Selon Yves Boudot, directeur du département Afrique à l’Agence française de développement, « la plupart des indicateurs sont au vert. La trajectoire a été bonne. Aucune erreur n’a été commise, mais la croissance du Burkina Faso est trop liée à l’or. » Car le métal précieux a pris une importance vitale dans l’économie burkinabè : les exportations d’or, qui étaient de 754 kg en 2007, ont bondi à environ 40 tonnes en 2013. Les mines créent peu d’emplois et ne diffusent pas autant de revenus que le coton, mais l’or pèse désormais pour près de 80 % des exportations et environ 20 % des recettes budgétaires du pays.

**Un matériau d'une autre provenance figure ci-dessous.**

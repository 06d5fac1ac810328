pub mod archive;
pub mod cancel;
pub mod executor;
pub mod store;
pub mod translit;

pub use archive::{Archiver, ArchiveError, InMemoryArchiver, NamedBlob};
pub use cancel::CancelToken;
pub use executor::{Executor, ExecutorError, SyncExecutor};
pub use store::{EntryStore, InMemoryEntryStore, StoreError};
pub use translit::{NoopTransliterator, Scheme, TransliterationError, Transliterator};
//! Newtype wrappers for semantic identifiers.
//!
//! These types provide compile-time type safety to prevent mixing up
//! different kinds of string identifiers (entry ids, lookup surfaces, etc.).

use serde::{Deserialize, Serialize};
use std::fmt;
use std::sync::Arc;

/// The stable canonical key of a dictionary entry.
///
/// An `EntryId` is the headword plus a homonym ordinal where needed
/// (e.g. `"dhamma 1"`). It is immutable once assigned upstream and is the
/// join key across every derived table in the pipeline. Spelling variants
/// never change the id.
///
/// `Ord` is derived so that ambiguity tie-breaks (resolve to the
/// lexicographically smallest canonical id) are deterministic.
#[derive(Debug, Clone, Eq, PartialEq, Hash, Ord, PartialOrd)]
pub struct EntryId(Arc<str>);

impl EntryId {
    /// Creates a new EntryId from a string.
    pub fn new(id: impl Into<Arc<str>>) -> Self {
        Self(id.into())
    }

    /// Returns the string representation of this entry id.
    pub fn as_str(&self) -> &str {
        &self.0
    }
}

impl From<String> for EntryId {
    fn from(s: String) -> Self {
        Self(s.into())
    }
}

impl From<&str> for EntryId {
    fn from(s: &str) -> Self {
        Self(s.into())
    }
}

impl AsRef<str> for EntryId {
    fn as_ref(&self) -> &str {
        &self.0
    }
}

impl fmt::Display for EntryId {
    fn fmt(&self, f: &mut fmt::Formatter<'_>) -> fmt::Result {
        write!(f, "{}", self.0)
    }
}

impl Serialize for EntryId {
    fn serialize<S: serde::Serializer>(&self, serializer: S) -> Result<S::Ok, S::Error> {
        serializer.serialize_str(&self.0)
    }
}

impl<'de> Deserialize<'de> for EntryId {
    fn deserialize<D: serde::Deserializer<'de>>(deserializer: D) -> Result<Self, D::Error> {
        let s = String::deserialize(deserializer)?;
        Ok(Self(s.into()))
    }
}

Ces moyens supplémentaires ont permis d’abaisser les taxes à l’importation sur les produits alimentaires quand leurs prix se sont mis à flamber, en 2008, ou de développer les cantines scolaires et de préparer une sorte d’assurance médicale universelle. Mais attention, ce pactole n’est pas éternel, a prévenu le FMI. Le prix de l’or a chuté d’un quart en 2013, et ses filons peuvent s’épuiser. C’est pourquoi le conseil d’administration du FMI a conseillé à Ouagadougou « de faire en sorte que cette ressource souterraine épuisable soit transformée en atouts physiques, humains et financiers afin de soutenir le développement durable du pays pour les générations actuelles et futures ».